Aktifitas mobilisasi dini meliputi kegiatan latihan lingkup gerak sendi, latihan
perubahan posisi (miring, duduk, berdiri), latihan penguatan otot, latihan
keseimbangan statis baik duduk ataupun berdiri. Semua latihan dilakukan
secara bertahap, sesuai kondisi pasien.

c) Langkah 3
Tujuan untuk mengembalikan fungsi yang hilang. Sangat tergantung
berapa besar kemampuan fungsional yang hilang, dan seberapa berat kondisi
penyakitnya. Bila mungkin pasien kembali mampu berpakaian, jalan, aktif
menolong diri dan bekerja, serta bersosialasi. Hilangnya penyebab gangguan
fungsi, bukanlah tujuan utama.

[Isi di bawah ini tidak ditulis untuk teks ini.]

//! Database connection management and schema versioning

use std::str::FromStr;

use sqlx::sqlite::{SqliteConnectOptions, SqlitePoolOptions};
use sqlx::{Pool, Sqlite};

use crate::config::DatabaseConfig;
use crate::utils::errors::Result;

pub type DatabasePool = Pool<Sqlite>;

/// Schema version written to `PRAGMA user_version` after migrating
pub const SCHEMA_VERSION: i64 = 2;

/// First schema version with `group_id` on problems and solutions
pub const GROUP_SCOPING_VERSION: i64 = 2;

/// Create a new database connection pool
pub async fn create_pool(config: &DatabaseConfig) -> Result<DatabasePool> {
    let options = SqliteConnectOptions::from_str(&config.url)?
        .create_if_missing(true)
        .foreign_keys(true);

    let pool = SqlitePoolOptions::new()
        .max_connections(config.max_connections)
        .min_connections(config.min_connections)
        .acquire_timeout(config.acquire_timeout())
        .connect_with(options)
        .await?;

    // Test the connection
    sqlx::query("SELECT 1").execute(&pool).await?;

    tracing::info!(url = %config.url, "Database connection pool created successfully");
    Ok(pool)
}

/// Read `PRAGMA user_version`
pub async fn schema_version(pool: &DatabasePool) -> Result<i64> {
    let version: (i64,) = sqlx::query_as("PRAGMA user_version")
        .fetch_one(pool)
        .await?;

    Ok(version.0)
}

async fn set_schema_version(pool: &DatabasePool, version: i64) -> Result<()> {
    // PRAGMA arguments cannot be bound.
    sqlx::query(&format!("PRAGMA user_version = {}", version))
        .execute(pool)
        .await?;

    Ok(())
}

/// Bring the schema up to [`SCHEMA_VERSION`]
pub async fn run_migrations(pool: &DatabasePool) -> Result<()> {
    let version = schema_version(pool).await?;
    tracing::info!(from = version, to = SCHEMA_VERSION, "Running database migrations...");

    if version < 1 {
        create_base_schema(pool).await?;
    }

    if version < GROUP_SCOPING_VERSION {
        migrate_group_scoping(pool).await?;
    }

    if version < SCHEMA_VERSION {
        set_schema_version(pool, SCHEMA_VERSION).await?;
    }

    tracing::info!("Database migrations completed successfully");
    Ok(())
}

/// Version 1 tables, before records were scoped to groups
async fn create_base_schema(pool: &DatabasePool) -> Result<()> {
    sqlx::query(
        r#"
        CREATE TABLE IF NOT EXISTS users (
            id TEXT PRIMARY KEY,
            name TEXT NOT NULL,
            email TEXT NOT NULL,
            department TEXT NOT NULL,
            role TEXT NOT NULL,
            created_at TEXT NOT NULL
        )
        "#,
    )
    .execute(pool)
    .await?;

    sqlx::query(
        r#"
        CREATE TABLE IF NOT EXISTS problems (
            id TEXT PRIMARY KEY,
            auditor_id TEXT NOT NULL,
            auditor_name TEXT NOT NULL,
            description TEXT NOT NULL,
            location TEXT NOT NULL,
            image_path TEXT NOT NULL,
            priority TEXT NOT NULL,
            status TEXT NOT NULL,
            created_at TEXT NOT NULL,
            audit_date TEXT NOT NULL
        )
        "#,
    )
    .execute(pool)
    .await?;

    sqlx::query(
        r#"
        CREATE TABLE IF NOT EXISTS solutions (
            id TEXT PRIMARY KEY,
            problem_id TEXT NOT NULL REFERENCES problems(id),
            user_id TEXT NOT NULL,
            user_name TEXT NOT NULL,
            description TEXT NOT NULL,
            image_path TEXT,
            created_at TEXT NOT NULL,
            is_verified INTEGER NOT NULL DEFAULT 0
        )
        "#,
    )
    .execute(pool)
    .await?;

    sqlx::query("CREATE INDEX IF NOT EXISTS idx_problems_audit_date ON problems(audit_date)")
        .execute(pool)
        .await?;

    sqlx::query("CREATE INDEX IF NOT EXISTS idx_solutions_problem ON solutions(problem_id)")
        .execute(pool)
        .await?;

    Ok(())
}

/// Add `group_id` to problems and solutions.
///
/// Safe to run on an already migrated database: each column is only added
/// when `pragma_table_info` does not list it.
pub async fn migrate_group_scoping(pool: &DatabasePool) -> Result<()> {
    for table in ["problems", "solutions"] {
        if add_column_if_missing(pool, table, "group_id", "TEXT NOT NULL DEFAULT ''").await? {
            tracing::info!(table = table, "Added group_id column");
        } else {
            tracing::debug!(table = table, "group_id column already present");
        }
    }

    sqlx::query(
        "CREATE INDEX IF NOT EXISTS idx_problems_group_date ON problems(group_id, audit_date)",
    )
    .execute(pool)
    .await?;

    Ok(())
}

/// Returns whether the column was added
async fn add_column_if_missing(
    pool: &DatabasePool,
    table: &str,
    column: &str,
    definition: &str,
) -> Result<bool> {
    if column_exists(pool, table, column).await? {
        return Ok(false);
    }

    sqlx::query(&format!(
        "ALTER TABLE {} ADD COLUMN {} {}",
        table, column, definition
    ))
    .execute(pool)
    .await?;

    Ok(true)
}

/// Check whether `table` has a column named `column`
pub async fn column_exists(pool: &DatabasePool, table: &str, column: &str) -> Result<bool> {
    let count: (i64,) =
        sqlx::query_as("SELECT COUNT(*) FROM pragma_table_info(?1) WHERE name = ?2")
            .bind(table)
            .bind(column)
            .fetch_one(pool)
            .await?;

    Ok(count.0 > 0)
}

/// Check database health
pub async fn health_check(pool: &DatabasePool) -> Result<()> {
    sqlx::query("SELECT 1").execute(pool).await?;

    Ok(())
}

Artinya walaupun penyebab gangguan tak
dapat dihilangkan, pasien tetap mampu mandiri atau beraktifitas dengan
bantuan ringan.
d) Langkah 4
Latihan dilangkah ke 3, mengacu kepada masalah yang terjadi pada
komponen dasar fisik (kekuatan, kelenturan, keseimbangan, koordinasi dan
daya tahan jantung paru) dan tingkat penilaian fungsi aktifitas menggunakan
indeks barthel. Adaptasi pasien kemampuan beradaptasi bagi pasien, agar
mampu bersosialisasi dilingkungannya. Adaptasi bagi pasien meliputi adaptasi
fisik, dengan bantuan berbagai jenis alat bantu (kursi roda, walker, tongkat dan
lain-lain) adaptasi penyesuaian psikis dan adaptasi sosial.
e) Langkah 5
Adaptasi Lingkungan dengan menciptakan lingkungan yang bersahabat
untuk kemudahan pasien beraktivitas. Seandainya pasien secara fisik telah
mampu ambulasi dengan walker, tetapi pintu rumah terlalu sempit untuk
dilalui, dengan sendirinya kemandirian pasien tidak tercapai.
f) Langkah 6
Adaptasi keluarga. Hampir 85% aktivitas pasien dilakukan dirumah,
dilingkungan keluarga. Tanpa dukungan keluarga, program rehabilitasi tak
akan tercapai tujuannya. Tidak mudah bagi para Lanjut Usia, untuk mengubah
cara hidup menyesuaikan dengan kondisi kecacatan. Mereka butuh waktu
untuk mengerti, memahami, dan menerima kondisinya yang ”berbeda”.
Dukungan positif dari keluarga menjadi dorongan semangat bagi pasien.
Sangat diperlukan informasi dari tenaga medis/para medis untuk keluarga,
agar keluarga tidak canggung untuk mendampingi pasien.

Sumber :

Peraturan Menteri Kesehatan Republik Indonesia Nomor 67 Tahun 2015 Tentang


Penyelenggaraan Pelayanan Kesehatan Lanjut Usia di Pusat Kesehatan Masyarakat.